BRIEF: Hunt through the lines below for the string "whole" and copy each one that has it.

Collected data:

· · · ·

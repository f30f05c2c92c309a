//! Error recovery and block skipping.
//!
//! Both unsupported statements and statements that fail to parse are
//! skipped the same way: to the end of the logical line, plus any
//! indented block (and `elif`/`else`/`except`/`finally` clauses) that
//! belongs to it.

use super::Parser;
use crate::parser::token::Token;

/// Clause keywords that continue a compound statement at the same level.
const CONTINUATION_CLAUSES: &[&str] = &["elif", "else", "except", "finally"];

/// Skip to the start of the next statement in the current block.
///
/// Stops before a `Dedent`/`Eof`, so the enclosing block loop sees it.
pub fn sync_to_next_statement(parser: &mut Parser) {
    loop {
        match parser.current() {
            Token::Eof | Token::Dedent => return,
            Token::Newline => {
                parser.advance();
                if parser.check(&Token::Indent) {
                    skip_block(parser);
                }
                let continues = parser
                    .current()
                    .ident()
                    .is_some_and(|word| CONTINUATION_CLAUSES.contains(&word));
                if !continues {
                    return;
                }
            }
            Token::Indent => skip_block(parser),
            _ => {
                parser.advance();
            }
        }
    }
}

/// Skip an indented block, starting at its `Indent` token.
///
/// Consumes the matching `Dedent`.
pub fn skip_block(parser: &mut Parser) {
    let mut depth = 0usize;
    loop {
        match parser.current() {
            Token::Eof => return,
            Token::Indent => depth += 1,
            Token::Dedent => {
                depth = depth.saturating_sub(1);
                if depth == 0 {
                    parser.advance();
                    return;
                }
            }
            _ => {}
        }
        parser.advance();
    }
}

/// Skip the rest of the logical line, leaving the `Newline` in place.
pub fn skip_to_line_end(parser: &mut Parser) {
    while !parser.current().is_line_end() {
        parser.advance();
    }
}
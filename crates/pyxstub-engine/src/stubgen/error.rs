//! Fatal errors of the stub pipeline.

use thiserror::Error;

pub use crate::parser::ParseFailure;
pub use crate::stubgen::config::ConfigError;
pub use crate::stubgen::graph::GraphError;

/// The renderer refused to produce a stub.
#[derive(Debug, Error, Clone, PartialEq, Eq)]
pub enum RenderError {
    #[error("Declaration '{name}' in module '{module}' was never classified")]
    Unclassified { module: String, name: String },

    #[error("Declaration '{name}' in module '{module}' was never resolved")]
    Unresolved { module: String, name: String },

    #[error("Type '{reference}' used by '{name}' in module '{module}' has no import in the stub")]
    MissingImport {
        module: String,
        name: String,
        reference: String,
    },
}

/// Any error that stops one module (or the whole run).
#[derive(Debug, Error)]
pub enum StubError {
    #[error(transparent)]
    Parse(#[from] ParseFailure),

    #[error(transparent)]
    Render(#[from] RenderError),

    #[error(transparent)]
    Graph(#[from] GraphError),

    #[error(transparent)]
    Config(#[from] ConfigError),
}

· · · ·

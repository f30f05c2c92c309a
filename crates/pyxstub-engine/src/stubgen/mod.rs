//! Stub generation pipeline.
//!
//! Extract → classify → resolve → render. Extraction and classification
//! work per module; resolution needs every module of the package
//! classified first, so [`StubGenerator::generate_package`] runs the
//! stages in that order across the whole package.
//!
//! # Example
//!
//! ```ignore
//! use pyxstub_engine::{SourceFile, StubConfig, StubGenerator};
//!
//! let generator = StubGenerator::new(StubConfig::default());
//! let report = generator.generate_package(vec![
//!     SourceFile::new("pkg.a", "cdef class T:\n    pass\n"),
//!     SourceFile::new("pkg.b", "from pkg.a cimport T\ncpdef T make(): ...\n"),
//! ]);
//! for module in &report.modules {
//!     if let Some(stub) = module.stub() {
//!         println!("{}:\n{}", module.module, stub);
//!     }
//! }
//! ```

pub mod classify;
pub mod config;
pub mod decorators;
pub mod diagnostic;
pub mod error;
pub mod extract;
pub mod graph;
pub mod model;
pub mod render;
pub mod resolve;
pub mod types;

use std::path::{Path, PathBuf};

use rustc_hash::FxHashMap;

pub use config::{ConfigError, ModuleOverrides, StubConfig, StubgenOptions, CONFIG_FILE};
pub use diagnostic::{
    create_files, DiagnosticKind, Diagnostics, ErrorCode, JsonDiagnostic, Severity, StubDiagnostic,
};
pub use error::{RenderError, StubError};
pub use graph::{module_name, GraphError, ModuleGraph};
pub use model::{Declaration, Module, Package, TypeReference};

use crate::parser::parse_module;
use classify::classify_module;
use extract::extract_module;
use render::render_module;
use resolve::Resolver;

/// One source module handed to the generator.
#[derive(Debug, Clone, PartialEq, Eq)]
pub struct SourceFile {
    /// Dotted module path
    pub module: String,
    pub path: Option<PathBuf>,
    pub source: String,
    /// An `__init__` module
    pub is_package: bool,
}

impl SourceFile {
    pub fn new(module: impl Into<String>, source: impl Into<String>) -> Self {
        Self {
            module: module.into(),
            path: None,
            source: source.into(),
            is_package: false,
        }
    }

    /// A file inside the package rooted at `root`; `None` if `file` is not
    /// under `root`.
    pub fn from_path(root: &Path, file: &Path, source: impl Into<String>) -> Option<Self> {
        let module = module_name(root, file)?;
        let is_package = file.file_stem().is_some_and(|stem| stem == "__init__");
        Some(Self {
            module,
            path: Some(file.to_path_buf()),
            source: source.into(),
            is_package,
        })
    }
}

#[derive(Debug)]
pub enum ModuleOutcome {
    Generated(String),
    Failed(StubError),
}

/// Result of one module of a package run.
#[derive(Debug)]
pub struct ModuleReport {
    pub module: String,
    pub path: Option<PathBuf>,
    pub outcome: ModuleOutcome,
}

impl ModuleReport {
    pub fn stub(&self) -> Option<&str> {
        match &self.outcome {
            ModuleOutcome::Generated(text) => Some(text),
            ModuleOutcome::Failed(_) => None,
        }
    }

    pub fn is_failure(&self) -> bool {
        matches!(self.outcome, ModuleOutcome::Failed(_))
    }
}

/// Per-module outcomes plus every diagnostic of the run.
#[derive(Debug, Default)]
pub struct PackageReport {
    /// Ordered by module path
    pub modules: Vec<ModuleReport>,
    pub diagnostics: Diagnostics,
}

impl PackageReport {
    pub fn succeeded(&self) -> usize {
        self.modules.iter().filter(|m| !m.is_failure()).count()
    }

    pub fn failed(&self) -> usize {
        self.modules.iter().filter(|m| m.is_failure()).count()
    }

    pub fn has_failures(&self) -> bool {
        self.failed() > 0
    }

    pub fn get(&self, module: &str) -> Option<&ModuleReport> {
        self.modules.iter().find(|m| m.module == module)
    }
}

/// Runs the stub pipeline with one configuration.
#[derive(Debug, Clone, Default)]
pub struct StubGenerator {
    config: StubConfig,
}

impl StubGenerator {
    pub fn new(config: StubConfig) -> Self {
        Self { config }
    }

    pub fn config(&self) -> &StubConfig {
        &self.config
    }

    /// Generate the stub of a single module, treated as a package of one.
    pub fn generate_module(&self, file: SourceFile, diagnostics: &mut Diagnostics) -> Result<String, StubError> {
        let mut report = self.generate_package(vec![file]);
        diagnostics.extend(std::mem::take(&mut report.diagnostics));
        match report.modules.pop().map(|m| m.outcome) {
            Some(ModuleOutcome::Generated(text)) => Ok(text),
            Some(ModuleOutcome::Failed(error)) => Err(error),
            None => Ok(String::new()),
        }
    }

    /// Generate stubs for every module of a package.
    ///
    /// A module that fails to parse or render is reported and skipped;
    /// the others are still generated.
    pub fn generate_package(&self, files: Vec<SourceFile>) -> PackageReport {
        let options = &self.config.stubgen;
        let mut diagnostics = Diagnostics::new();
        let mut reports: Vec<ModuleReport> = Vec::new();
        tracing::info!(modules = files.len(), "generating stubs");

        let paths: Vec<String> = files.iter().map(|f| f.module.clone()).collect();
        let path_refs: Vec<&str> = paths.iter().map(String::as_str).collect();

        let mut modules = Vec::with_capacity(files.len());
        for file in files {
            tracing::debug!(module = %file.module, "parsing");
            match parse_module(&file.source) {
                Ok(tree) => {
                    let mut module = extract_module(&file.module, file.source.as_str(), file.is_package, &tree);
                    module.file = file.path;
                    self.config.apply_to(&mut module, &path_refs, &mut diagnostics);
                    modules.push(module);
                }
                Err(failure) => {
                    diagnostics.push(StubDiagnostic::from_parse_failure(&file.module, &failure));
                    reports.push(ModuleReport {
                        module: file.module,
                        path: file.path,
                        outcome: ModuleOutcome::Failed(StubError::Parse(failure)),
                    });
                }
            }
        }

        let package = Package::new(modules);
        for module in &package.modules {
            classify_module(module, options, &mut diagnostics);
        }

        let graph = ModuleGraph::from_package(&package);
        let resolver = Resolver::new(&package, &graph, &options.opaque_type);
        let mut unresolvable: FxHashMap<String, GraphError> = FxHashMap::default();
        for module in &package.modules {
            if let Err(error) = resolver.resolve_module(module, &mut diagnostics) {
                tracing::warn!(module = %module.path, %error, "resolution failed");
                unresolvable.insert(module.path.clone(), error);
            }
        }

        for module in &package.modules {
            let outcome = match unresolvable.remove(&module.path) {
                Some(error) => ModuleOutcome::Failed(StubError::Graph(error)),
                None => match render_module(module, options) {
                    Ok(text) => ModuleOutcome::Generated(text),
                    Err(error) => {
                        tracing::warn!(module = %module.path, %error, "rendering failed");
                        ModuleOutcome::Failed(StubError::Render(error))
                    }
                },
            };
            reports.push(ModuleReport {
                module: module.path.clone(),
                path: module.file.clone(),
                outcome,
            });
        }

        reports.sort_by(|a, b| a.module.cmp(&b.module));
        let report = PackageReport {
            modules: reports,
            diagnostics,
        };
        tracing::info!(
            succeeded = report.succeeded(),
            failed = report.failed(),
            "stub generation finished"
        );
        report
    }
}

· · · ·

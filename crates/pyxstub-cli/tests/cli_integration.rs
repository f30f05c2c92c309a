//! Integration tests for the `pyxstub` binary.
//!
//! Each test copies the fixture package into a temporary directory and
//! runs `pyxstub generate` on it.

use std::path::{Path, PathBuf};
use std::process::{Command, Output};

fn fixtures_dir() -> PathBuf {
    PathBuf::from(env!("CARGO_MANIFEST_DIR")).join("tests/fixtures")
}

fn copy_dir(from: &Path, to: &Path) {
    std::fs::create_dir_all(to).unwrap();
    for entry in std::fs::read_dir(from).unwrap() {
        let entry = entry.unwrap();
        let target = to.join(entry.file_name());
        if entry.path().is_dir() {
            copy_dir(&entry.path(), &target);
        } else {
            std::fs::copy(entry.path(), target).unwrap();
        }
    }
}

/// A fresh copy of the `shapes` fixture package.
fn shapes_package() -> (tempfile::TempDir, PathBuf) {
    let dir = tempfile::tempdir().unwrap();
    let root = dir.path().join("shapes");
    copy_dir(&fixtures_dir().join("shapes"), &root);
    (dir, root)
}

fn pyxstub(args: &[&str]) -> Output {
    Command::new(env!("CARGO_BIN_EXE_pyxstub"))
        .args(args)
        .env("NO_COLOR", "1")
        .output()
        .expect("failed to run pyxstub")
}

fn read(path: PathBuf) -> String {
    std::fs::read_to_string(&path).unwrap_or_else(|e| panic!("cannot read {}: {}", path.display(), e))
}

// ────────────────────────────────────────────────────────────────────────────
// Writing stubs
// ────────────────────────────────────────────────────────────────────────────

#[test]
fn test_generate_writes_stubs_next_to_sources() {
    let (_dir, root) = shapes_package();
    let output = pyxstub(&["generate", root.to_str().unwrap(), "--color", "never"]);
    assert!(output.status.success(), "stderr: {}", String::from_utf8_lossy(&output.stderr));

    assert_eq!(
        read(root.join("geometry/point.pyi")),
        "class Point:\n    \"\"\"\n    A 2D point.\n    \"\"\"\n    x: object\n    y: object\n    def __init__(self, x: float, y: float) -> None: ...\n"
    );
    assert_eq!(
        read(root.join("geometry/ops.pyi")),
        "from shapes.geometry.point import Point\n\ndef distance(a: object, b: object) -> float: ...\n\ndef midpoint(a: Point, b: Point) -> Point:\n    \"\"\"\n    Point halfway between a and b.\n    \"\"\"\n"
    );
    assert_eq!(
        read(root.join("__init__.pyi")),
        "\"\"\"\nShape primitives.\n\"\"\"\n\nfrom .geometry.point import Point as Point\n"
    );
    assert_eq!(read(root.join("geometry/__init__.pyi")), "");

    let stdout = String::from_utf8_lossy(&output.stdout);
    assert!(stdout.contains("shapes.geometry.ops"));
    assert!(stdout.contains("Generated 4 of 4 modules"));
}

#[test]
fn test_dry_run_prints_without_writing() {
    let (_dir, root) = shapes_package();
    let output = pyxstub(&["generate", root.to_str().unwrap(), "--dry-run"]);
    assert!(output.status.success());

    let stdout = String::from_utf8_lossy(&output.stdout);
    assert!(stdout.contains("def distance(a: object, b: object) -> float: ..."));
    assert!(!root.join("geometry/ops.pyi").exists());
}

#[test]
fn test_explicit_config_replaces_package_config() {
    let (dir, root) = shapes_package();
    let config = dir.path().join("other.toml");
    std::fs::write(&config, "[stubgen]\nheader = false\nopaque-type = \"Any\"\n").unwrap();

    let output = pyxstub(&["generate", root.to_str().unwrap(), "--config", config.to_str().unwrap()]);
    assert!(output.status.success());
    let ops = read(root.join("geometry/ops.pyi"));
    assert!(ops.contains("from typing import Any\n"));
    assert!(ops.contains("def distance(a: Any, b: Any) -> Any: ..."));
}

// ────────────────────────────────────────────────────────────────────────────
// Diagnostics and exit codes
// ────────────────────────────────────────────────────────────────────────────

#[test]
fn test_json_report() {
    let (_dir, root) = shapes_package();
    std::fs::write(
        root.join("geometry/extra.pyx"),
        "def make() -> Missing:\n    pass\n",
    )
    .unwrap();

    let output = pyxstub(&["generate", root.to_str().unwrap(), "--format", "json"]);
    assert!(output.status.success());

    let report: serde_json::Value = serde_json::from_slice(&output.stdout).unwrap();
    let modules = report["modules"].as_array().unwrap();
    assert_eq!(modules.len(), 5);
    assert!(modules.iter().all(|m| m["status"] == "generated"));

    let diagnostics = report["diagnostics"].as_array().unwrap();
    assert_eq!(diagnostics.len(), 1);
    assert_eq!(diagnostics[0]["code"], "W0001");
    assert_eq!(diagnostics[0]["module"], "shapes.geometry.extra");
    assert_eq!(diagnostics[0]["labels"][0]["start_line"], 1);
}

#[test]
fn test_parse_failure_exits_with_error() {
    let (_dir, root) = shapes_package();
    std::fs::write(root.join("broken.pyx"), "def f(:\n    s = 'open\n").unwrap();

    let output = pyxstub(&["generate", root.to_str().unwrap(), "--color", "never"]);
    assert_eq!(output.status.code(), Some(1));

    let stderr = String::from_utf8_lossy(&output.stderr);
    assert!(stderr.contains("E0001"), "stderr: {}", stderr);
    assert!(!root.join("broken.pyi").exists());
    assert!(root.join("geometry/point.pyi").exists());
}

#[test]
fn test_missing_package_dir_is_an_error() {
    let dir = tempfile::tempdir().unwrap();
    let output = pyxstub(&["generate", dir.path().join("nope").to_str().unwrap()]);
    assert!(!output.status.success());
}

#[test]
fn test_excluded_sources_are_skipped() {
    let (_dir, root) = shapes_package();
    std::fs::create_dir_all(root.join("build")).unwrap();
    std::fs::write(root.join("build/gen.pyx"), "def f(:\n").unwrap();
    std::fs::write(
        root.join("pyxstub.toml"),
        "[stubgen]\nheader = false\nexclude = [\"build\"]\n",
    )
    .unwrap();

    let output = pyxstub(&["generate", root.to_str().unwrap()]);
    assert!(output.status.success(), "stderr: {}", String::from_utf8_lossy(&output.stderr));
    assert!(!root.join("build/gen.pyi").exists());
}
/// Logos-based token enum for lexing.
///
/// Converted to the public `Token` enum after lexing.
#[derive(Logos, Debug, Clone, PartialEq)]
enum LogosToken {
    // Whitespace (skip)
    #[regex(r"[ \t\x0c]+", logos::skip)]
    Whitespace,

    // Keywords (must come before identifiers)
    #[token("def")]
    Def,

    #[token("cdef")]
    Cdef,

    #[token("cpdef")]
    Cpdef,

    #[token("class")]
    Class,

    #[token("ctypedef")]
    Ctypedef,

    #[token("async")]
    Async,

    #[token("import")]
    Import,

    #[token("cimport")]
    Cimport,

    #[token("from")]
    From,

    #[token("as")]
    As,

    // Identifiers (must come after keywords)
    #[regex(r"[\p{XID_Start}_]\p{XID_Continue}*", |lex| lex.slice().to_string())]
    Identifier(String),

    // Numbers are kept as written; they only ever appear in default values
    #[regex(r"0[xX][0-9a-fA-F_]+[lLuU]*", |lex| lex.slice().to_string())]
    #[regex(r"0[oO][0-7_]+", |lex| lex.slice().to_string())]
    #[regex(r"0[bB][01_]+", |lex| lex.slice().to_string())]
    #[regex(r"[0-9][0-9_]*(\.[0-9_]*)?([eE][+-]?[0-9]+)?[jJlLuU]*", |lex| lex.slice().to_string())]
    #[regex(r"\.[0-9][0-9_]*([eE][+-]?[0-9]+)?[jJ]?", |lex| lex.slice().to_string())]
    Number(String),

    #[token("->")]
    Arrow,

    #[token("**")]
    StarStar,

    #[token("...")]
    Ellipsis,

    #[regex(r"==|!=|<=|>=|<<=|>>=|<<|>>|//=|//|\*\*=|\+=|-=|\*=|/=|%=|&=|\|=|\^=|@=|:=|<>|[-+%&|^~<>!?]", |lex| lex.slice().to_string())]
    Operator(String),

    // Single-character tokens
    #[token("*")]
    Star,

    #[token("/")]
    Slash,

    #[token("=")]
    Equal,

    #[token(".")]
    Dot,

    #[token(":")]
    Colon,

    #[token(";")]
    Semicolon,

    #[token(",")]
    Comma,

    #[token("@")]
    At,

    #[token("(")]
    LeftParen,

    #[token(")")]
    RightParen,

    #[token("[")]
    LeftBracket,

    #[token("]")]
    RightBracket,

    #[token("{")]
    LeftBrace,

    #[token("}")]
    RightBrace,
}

· · · ·

TASK RESULT:
/// Any error that stops one module (or the whole run).
//! stages in that order across the whole package.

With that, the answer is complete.